On 04/28/22 at 11:40am, Baoquan He wrote:
> Hi Catalin, Zhen Lei,
>
> On 04/27/22 at 05:04pm, Catalin Marinas wrote:
> > On Wed, Apr 27, 2022 at 09:49:20PM +0800, Leizhen (ThunderTown) wrote:
> > > On 2022/4/27 20:32, Catalin Marinas wrote:
> > > > I think one could always pass a default command line like:
> > > >
> > > > crashkernel=1G,high crashkernel=128M,low
> > > >
> > > > without much knowledge of the SoC memory layout.
> > >
> > > Yes, that's what the end result is. The user specify crashkernel=128M,low
> > > and the implementation ensure the 128M low memory is allocated from DMA zone.
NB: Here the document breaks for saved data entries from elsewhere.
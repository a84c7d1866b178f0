// SPDX-License-Identifier: BUSL-1.1
// Copyright (c) 2026 Alfred Jean LLC

//! Broadcast store: operator-issued runtime overrides.
//!
//! Entries are keyed by (cycle-point pattern, namespace pattern) and
//! carry a lifespan. The effective runtime for a job is the deep merge,
//! in order of increasing specificity: flattened base -> workflow-wide
//! entries -> cycle-matched entries -> task-matched entries. Entries are
//! persisted through WAL events and restored on restart.

use crate::error::RuntimeError;
use gyre_core::event::{BroadcastLifespan, Event};
use gyre_core::point::CyclePoint;
use gyre_core::TaskId;
use gyre_def::TaskRuntime;
use gyre_storage::BroadcastRow;
use serde_json::Value;

/// Pattern matching everything.
const ANY: &str = "*";

/// Live broadcast entries, mirroring `MaterializedState::broadcasts`.
#[derive(Debug, Default, Clone)]
pub struct BroadcastStore {
    entries: Vec<BroadcastRow>,
}

impl BroadcastStore {
    pub fn new() -> Self {
        Self::default()
    }

    /// Rebuild from persisted rows on restart.
    pub fn restore(rows: Vec<BroadcastRow>) -> Self {
        Self { entries: rows }
    }

    pub fn entries(&self) -> &[BroadcastRow] {
        &self.entries
    }

    /// Record a new broadcast; returns the WAL event.
    pub fn set(
        &mut self,
        point_expr: String,
        name_expr: String,
        overrides: Value,
        lifespan: BroadcastLifespan,
    ) -> Event {
        self.entries.push(BroadcastRow {
            point_expr: point_expr.clone(),
            name_expr: name_expr.clone(),
            overrides: overrides.clone(),
            lifespan: lifespan.clone(),
        });
        Event::BroadcastSet { point_expr, name_expr, overrides, lifespan }
    }

    /// Remove entries matching the given patterns; returns WAL events.
    pub fn clear(&mut self, point_expr: &str, name_expr: &str) -> Vec<Event> {
        let mut events = Vec::new();
        self.entries.retain(|entry| {
            let matched = entry.point_expr == point_expr && entry.name_expr == name_expr;
            if matched {
                events.push(Event::BroadcastExpired {
                    point_expr: entry.point_expr.clone(),
                    name_expr: entry.name_expr.clone(),
                });
            }
            !matched
        });
        events
    }

    /// Expire until-task-completed entries for a finished proxy.
    pub fn expire_for_task(&mut self, id: &TaskId) -> Vec<Event> {
        let mut events = Vec::new();
        self.entries.retain(|entry| {
            let expired =
                matches!(&entry.lifespan, BroadcastLifespan::UntilTaskCompleted(t) if t == id);
            if expired {
                events.push(Event::BroadcastExpired {
                    point_expr: entry.point_expr.clone(),
                    name_expr: entry.name_expr.clone(),
                });
            }
            !expired
        });
        events
    }

    /// Expire until-cycle-completed entries once the oldest active point
    /// has passed their cycle.
    pub fn expire_for_cycle(&mut self, oldest_active: &CyclePoint) -> Vec<Event> {
        let mut events = Vec::new();
        self.entries.retain(|entry| {
            let expired =
                matches!(&entry.lifespan, BroadcastLifespan::UntilCycleCompleted(p) if p < oldest_active);
            if expired {
                events.push(Event::BroadcastExpired {
                    point_expr: entry.point_expr.clone(),
                    name_expr: entry.name_expr.clone(),
                });
            }
            !expired
        });
        events
    }

    /// The effective runtime for a job: base overlaid with matching
    /// entries in specificity order.
    ///
    /// `chain` is the task's inheritance chain (self first); a name
    /// pattern matching an ancestor family applies with family
    /// specificity, below an exact task match.
    pub fn effective_runtime(
        &self,
        base: &TaskRuntime,
        task: &str,
        point: &CyclePoint,
        chain: &[String],
    ) -> Result<TaskRuntime, RuntimeError> {
        let point_text = point.to_string();
        let mut merged =
            serde_json::to_value(base).map_err(|e| RuntimeError::Overlay(e.to_string()))?;

        // Specificity tiers: workflow-wide, cycle-matched, family-matched,
        // task-matched. Within a tier, arrival order.
        let tiers: [&dyn Fn(&BroadcastRow) -> bool; 4] = [
            &|e| e.point_expr == ANY && e.name_expr == ANY,
            &|e| e.point_expr == point_text && e.name_expr == ANY,
            &|e| {
                point_matches(e, &point_text)
                    && chain.iter().skip(1).any(|ns| *ns == e.name_expr)
            },
            &|e| point_matches(e, &point_text) && e.name_expr == task,
        ];
        for tier in tiers {
            for entry in self.entries.iter().filter(|e| tier(e)) {
                deep_merge(&mut merged, &entry.overrides);
            }
        }

        serde_json::from_value(merged).map_err(|e| RuntimeError::Overlay(e.to_string()))
    }
}

fn point_matches(entry: &BroadcastRow, point_text: &str) -> bool {
    entry.point_expr == ANY || entry.point_expr == point_text
}

/// Recursive JSON merge: objects merge key-wise, everything else replaces.
pub fn deep_merge(base: &mut Value, overlay: &Value) {
    match (base, overlay) {
        (Value::Object(base_map), Value::Object(overlay_map)) => {
            for (key, value) in overlay_map {
                match base_map.get_mut(key) {
                    Some(existing) => deep_merge(existing, value),
                    None => {
                        base_map.insert(key.clone(), value.clone());
                    }
                }
            }
        }
        (base_slot, overlay_value) => {
            *base_slot = overlay_value.clone();
        }
    }
}

#[cfg(test)]
#[path = "broadcast_tests.rs"]
mod tests;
> > > We use arm64_dma_phys_limit as the upper limit for crash low memory.
> > >
> > > +#define CRASH_ADDR_LOW_MAX arm64_dma_phys_limit
> > > + unsigned long long crash_max = CRASH_ADDR_LOW_MAX;
> > > + crash_base = memblock_phys_alloc_range(crash_size, CRASH_ALIGN,
> > > crash_base, crash_max);
> > >
> > > > Another option is to only introduce crashkernel=Y,low and, when that is
> > > > passed, crashkernel=Y can go above arm64_dma_phys_limit. We won't need a
> > > > 'high' option at all:
> > > >
> > > > crashkernel=1G - all within ZONE_DMA
> > > > crashkernel=1G crashkernel=128M,low - 128M in ZONE_DMA
> > > > 1G above ZONE_DMA
> > > >
> > > > If ZONE_DMA is not present or it extends to the whole RAM, we can ignore
> > > > the 'low' option.
> > >
> > > I think although the code is hard to make generic, the interface is better to
> > > be relatively uniform. A user might have to maintain both x86 and arm64, and
> > > so on. It's not a good thing that the difference is too big.
> >
> > There will be some difference as the 4G limit doesn't always hold for
> > arm64 (though it's true in most cases). Anyway, we can probably simplify
> > things a bit while following the documented behaviour:
> >
> > crashkernel=Y - current behaviour within ZONE_DMA
> > crashkernel=Y,high - allocate from above ZONE_DMA
> > crashkernel=Y,low - allocate within ZONE_DMA
> >
> > There is no fallback from crashkernel=Y.
> >
> > The question is whether we still want a default low allocation if
> > crashkernel=Y,low is missing but 'high' is present. If we add this, I
> > think we'd be consistent with kernel-parameters.txt for the 'low'
> > description. A default 'low' is probably not that bad but I'm tempted to
> > always mandate both 'high' and 'low'.
>
> Sorry to interrupt. Seems the ,high ,low and fallback are main concerns
> about this version. And I have the same concerns about them which comes
> from below points:
> 1) we may need to take best effort to keep ,high, ,low behaviour
> consistent on all ARCHes. Otherwise user/admin may be confused when they
> deploy/configure kdump on different machines of different ARCHes in the
> same LAB. I think we should try to avoid the confusion.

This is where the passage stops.